Saved data entries
=== Begin Enclosure ===

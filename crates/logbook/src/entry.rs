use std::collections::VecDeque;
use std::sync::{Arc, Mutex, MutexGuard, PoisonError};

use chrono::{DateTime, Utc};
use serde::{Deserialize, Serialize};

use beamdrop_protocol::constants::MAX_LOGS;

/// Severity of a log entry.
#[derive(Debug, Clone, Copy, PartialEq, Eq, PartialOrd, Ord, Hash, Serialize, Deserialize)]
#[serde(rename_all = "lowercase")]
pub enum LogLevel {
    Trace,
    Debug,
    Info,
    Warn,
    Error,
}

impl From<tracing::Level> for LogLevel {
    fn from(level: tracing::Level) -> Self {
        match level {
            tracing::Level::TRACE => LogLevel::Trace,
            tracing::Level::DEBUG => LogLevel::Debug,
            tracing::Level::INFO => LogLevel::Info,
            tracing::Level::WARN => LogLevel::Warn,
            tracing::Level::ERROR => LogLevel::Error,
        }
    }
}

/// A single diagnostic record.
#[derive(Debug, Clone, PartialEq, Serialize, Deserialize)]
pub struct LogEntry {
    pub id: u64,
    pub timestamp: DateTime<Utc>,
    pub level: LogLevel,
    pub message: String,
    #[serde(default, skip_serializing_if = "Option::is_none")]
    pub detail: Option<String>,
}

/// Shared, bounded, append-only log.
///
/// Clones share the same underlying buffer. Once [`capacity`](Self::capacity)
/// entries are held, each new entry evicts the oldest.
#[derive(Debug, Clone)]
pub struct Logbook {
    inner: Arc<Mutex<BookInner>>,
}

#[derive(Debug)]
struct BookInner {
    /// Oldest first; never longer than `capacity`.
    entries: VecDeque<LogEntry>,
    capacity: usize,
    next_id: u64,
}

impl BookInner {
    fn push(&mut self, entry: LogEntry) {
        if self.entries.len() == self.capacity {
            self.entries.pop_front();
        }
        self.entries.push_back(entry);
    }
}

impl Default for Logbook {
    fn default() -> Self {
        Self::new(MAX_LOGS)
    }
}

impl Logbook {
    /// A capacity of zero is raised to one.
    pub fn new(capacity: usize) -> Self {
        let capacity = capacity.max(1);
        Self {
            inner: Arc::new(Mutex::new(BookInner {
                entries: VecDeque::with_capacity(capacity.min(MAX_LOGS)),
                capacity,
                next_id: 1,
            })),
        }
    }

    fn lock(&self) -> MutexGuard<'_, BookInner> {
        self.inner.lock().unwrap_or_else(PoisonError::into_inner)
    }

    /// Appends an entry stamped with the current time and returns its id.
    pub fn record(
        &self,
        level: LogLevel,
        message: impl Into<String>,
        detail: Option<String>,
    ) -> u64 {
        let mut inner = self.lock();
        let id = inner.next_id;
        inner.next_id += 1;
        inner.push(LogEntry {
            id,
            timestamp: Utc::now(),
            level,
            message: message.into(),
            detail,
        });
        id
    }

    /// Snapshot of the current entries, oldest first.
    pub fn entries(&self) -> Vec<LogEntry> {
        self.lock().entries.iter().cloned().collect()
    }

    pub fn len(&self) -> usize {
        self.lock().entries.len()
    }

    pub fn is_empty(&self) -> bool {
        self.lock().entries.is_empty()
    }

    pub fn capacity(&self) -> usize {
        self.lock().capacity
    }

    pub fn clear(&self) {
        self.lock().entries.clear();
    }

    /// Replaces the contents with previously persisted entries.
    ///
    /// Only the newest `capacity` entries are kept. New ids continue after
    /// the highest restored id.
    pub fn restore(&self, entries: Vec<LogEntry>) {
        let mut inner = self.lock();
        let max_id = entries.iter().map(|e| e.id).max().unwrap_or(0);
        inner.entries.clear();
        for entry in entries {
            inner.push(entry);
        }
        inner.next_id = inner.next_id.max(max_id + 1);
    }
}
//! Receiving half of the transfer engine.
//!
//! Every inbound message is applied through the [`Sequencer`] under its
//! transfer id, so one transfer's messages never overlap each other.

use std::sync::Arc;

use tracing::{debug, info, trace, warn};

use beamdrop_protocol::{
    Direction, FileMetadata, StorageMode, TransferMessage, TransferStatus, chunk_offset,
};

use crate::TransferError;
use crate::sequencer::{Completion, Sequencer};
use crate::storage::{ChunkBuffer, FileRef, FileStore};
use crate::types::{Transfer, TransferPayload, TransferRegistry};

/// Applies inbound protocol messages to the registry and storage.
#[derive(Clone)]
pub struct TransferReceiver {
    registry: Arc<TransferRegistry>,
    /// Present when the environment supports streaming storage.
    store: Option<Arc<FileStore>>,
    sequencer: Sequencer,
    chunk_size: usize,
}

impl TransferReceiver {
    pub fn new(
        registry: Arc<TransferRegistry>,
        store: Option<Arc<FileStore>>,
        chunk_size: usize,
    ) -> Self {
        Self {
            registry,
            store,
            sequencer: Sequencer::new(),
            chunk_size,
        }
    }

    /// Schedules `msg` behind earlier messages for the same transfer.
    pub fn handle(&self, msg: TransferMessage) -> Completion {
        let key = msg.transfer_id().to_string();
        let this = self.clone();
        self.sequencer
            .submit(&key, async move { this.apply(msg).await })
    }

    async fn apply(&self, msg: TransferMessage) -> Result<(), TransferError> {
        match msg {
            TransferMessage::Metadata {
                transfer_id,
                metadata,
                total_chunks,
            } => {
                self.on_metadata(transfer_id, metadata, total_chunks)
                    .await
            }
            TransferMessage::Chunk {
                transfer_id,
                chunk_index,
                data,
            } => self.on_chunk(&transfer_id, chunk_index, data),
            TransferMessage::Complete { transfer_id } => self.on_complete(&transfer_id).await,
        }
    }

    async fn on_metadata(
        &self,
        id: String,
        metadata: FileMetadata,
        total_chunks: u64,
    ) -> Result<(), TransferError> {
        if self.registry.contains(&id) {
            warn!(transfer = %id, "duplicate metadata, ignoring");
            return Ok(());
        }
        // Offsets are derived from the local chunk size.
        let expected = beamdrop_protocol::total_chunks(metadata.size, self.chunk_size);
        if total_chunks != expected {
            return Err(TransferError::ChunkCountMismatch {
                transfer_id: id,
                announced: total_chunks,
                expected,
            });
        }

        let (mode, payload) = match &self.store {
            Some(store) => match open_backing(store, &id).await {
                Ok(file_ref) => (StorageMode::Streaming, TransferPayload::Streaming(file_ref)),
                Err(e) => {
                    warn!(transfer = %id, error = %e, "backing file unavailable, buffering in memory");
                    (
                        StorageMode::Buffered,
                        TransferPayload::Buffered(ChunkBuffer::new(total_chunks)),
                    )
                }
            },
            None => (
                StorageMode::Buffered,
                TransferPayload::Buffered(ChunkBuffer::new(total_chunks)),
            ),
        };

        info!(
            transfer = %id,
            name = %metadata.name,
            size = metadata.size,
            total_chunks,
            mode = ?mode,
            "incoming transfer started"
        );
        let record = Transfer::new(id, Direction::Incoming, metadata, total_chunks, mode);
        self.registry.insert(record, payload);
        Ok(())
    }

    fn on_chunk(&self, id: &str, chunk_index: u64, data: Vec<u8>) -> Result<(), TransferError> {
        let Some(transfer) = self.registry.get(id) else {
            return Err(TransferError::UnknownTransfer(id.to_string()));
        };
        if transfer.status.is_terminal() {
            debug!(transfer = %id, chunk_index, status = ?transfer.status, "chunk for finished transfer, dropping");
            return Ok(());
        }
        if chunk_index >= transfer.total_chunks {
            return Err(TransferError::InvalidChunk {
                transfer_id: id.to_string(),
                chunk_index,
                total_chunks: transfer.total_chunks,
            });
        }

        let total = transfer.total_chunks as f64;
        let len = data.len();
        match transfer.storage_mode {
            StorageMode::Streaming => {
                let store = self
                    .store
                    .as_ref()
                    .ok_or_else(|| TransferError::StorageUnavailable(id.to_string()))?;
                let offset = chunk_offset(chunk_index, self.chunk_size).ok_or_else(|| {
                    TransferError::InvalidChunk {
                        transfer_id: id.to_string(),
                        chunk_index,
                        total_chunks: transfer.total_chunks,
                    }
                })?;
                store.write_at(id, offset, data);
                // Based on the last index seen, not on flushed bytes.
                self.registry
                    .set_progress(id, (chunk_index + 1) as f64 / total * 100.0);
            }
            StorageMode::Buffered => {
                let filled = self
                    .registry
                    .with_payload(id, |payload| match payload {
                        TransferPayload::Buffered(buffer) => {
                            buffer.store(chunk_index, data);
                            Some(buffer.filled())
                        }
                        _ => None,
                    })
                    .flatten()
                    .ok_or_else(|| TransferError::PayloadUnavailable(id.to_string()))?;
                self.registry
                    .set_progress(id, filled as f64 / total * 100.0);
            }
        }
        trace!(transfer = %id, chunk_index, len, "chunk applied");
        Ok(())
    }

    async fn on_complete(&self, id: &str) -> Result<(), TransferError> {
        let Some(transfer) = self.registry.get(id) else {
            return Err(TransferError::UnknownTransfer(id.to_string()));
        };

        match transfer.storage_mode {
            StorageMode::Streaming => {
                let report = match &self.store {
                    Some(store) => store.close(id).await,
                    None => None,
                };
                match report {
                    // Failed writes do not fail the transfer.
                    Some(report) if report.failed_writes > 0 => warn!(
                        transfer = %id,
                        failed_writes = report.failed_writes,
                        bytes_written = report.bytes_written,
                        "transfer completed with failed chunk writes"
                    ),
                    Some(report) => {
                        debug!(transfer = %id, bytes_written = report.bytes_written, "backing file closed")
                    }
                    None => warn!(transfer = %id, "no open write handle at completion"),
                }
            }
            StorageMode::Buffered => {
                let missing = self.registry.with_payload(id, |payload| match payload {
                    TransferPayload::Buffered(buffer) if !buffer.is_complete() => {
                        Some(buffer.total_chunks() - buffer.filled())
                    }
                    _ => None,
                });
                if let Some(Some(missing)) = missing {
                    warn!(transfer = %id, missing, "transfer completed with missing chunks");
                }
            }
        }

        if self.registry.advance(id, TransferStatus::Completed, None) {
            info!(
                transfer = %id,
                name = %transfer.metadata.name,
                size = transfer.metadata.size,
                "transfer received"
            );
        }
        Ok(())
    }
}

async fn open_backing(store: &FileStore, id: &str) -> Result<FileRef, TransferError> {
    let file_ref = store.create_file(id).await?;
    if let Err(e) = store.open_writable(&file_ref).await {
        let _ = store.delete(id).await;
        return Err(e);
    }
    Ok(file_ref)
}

=== End Enclosure ===

### WHAT IS EXPECTED
In your reply, restate exactly the lines from the start of the records above through the line holding "impl From<tracing::Level> for", including both, and nothing else.

### WORKED SOLUTION
filename crates/logbook/src/entry.rs
use std::collections::VecDeque;
use std::sync::{Arc, Mutex, MutexGuard, PoisonError};

use chrono::{DateTime, Utc};
use serde::{Deserialize, Serialize};

use beamdrop_protocol::constants::MAX_LOGS;

/// Severity of a log entry.
#[derive(Debug, Clone, Copy, PartialEq, Eq, PartialOrd, Ord, Hash, Serialize, Deserialize)]
#[serde(rename_all = "lowercase")]
pub enum LogLevel {
    Trace,
    Debug,
    Info,
    Warn,
    Error,
}

impl From<tracing::Level> for LogLevel {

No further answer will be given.